(Beginning of RECORD EXCERPTS)

impl Validate for ExamInput {
    fn validate(&self, _rules: &Rules, mode: Mode) -> Result<(), SchemaError> {
        require_id(mode, &self.id)?;
        require_text("title", &self.title)?;
        if self.end_time <= self.start_time {
            return Err(field("endTime", "must be after startTime"));
        }
        Ok(())
    }
}

#[derive(Debug, Clone, Deserialize)]
#[serde(rename_all = "camelCase")]
pub struct AssignmentInput {
    #[serde(default, deserialize_with = "coerce::opt_int")]
    pub id: Option<i64>,
    pub title: String,
    #[serde(deserialize_with = "coerce::datetime")]
    pub start_date: NaiveDateTime,
    #[serde(deserialize_with = "coerce::datetime")]
    pub due_date: NaiveDateTime,
    #[serde(deserialize_with = "coerce::int")]
    pub lesson_id: i64,
}

impl Validate for AssignmentInput {
    fn validate(&self, _rules: &Rules, mode: Mode) -> Result<(), SchemaError> {
        require_id(mode, &self.id)?;
        require_text("title", &self.title)?;
        if self.due_date < self.start_date {
            return Err(field("dueDate", "must not be before startDate"));
        }
        Ok(())
    }
}

#[derive(Debug, Clone, Deserialize)]
#[serde(rename_all = "camelCase")]
pub struct AnnouncementInput {
    #[serde(default, deserialize_with = "coerce::opt_int")]
    pub id: Option<i64>,
    pub title: String,
    pub description: String,
    #[serde(deserialize_with = "coerce::datetime")]
    pub date: NaiveDateTime,
    #[serde(default, deserialize_with = "coerce::opt_int")]
    pub class_id: Option<i64>,
}

impl Validate for AnnouncementInput {
    fn validate(&self, _rules: &Rules, mode: Mode) -> Result<(), SchemaError> {
        require_id(mode, &self.id)?;
        require_text("title", &self.title)?;
        require_text("description", &self.description)
    }
}

#[derive(Debug, Clone, Deserialize)]
#[serde(rename_all = "camelCase")]
pub struct EventInput {
    #[serde(default, deserialize_with = "coerce::opt_int")]
    pub id: Option<i64>,
    pub title: String,
    pub description: String,
    #[serde(deserialize_with = "coerce::datetime")]
    pub start_time: NaiveDateTime,
    #[serde(deserialize_with = "coerce::datetime")]
    pub end_time: NaiveDateTime,
    #[serde(default, deserialize_with = "coerce::opt_int")]
    pub class_id: Option<i64>,
}

impl Validate for EventInput {
    fn validate(&self, _rules: &Rules, mode: Mode) -> Result<(), SchemaError> {
        require_id(mode, &self.id)?;
        require_text("title", &self.title)?;
        require_text("description", &self.description)?;
        if self.end_time <= self.start_time {
            return Err(field("endTime", "must be after startTime"));
        }
        Ok(())
    }
}

#[derive(Debug, Clone, Deserialize)]
#[serde(rename_all = "camelCase")]
pub struct AttendanceInput {
    #[serde(default, deserialize_with = "coerce::opt_int")]
    pub id: Option<i64>,
    #[serde(deserialize_with = "coerce::datetime")]
    pub date: NaiveDateTime,
    #[serde(default)]
    pub present: bool,
    #[serde(deserialize_with = "coerce::text_id")]
    pub student_id: String,
    #[serde(deserialize_with = "coerce::int")]
    pub lesson_id: i64,
}

impl Validate for AttendanceInput {
    fn validate(&self, _rules: &Rules, mode: Mode) -> Result<(), SchemaError> {
        require_id(mode, &self.id)
    }
}

/// What a result is graded against: exactly one of the two.
#[derive(Debug, Clone, Copy, PartialEq, Eq)]
pub enum ResultTarget {
    Exam(i64),
    Assignment(i64),
}

#[derive(Debug, Clone, Deserialize)]
#[serde(rename_all = "camelCase")]
pub struct ResultInput {
    #[serde(default, deserialize_with = "coerce::opt_int")]
    pub id: Option<i64>,
    #[serde(deserialize_with = "coerce::float")]
    pub score: f64,
    #[serde(default, deserialize_with = "coerce::opt_int")]
    pub exam_id: Option<i64>,
    #[serde(default, deserialize_with = "coerce::opt_int")]
    pub assignment_id: Option<i64>,
    #[serde(deserialize_with = "coerce::text_id")]
    pub student_id: String,
}

impl ResultInput {
    pub fn target(&self) -> Result<ResultTarget, SchemaError> {
        match (self.exam_id, self.assignment_id) {
            (Some(e), None) => Ok(ResultTarget::Exam(e)),
            (None, Some(a)) => Ok(ResultTarget::Assignment(a)),
            (Some(_), Some(_)) => Err(field(
                "examId",
                "a result belongs to an exam or an assignment, not both",
            )),
            (None, None) => Err(field("examId", "an exam or an assignment is required")),
        }
    }
}

impl Validate for ResultInput {
    fn validate(&self, _rules: &Rules, mode: Mode) -> Result<(), SchemaError> {
        require_id(mode, &self.id)?;
        self.target().map(|_| ())
    }
}

#[derive(Debug, Clone, Deserialize)]
pub struct DeleteInput {
    #[serde(deserialize_with = "coerce::text_id")]
    pub id: String,
}

impl Validate for DeleteInput {
    fn validate(&self, _rules: &Rules, _mode: Mode) -> Result<(), SchemaError> {
        Ok(())
    }
}

/// Delete payload for tables keyed by integer ids.
#[derive(Debug, Clone, Deserialize)]
pub struct DeleteIntInput {
    #[serde(deserialize_with = "coerce::int")]
    pub id: i64,
}

impl Validate for DeleteIntInput {
    fn validate(&self, _rules: &Rules, _mode: Mode) -> Result<(), SchemaError> {
        Ok(())
    }
}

(End of RECORD EXCERPTS)

WHAT IS REQUIRED — Each line that holds the string "None" is to be copied from the entries above.

REPLY TO THE TASK —
            (Some(e), None) => Ok(ResultTarget::Exam(e)),
            (None, Some(a)) => Ok(ResultTarget::Assignment(a)),
            (None, None) => Err(field("examId", "an exam or an assignment is required")),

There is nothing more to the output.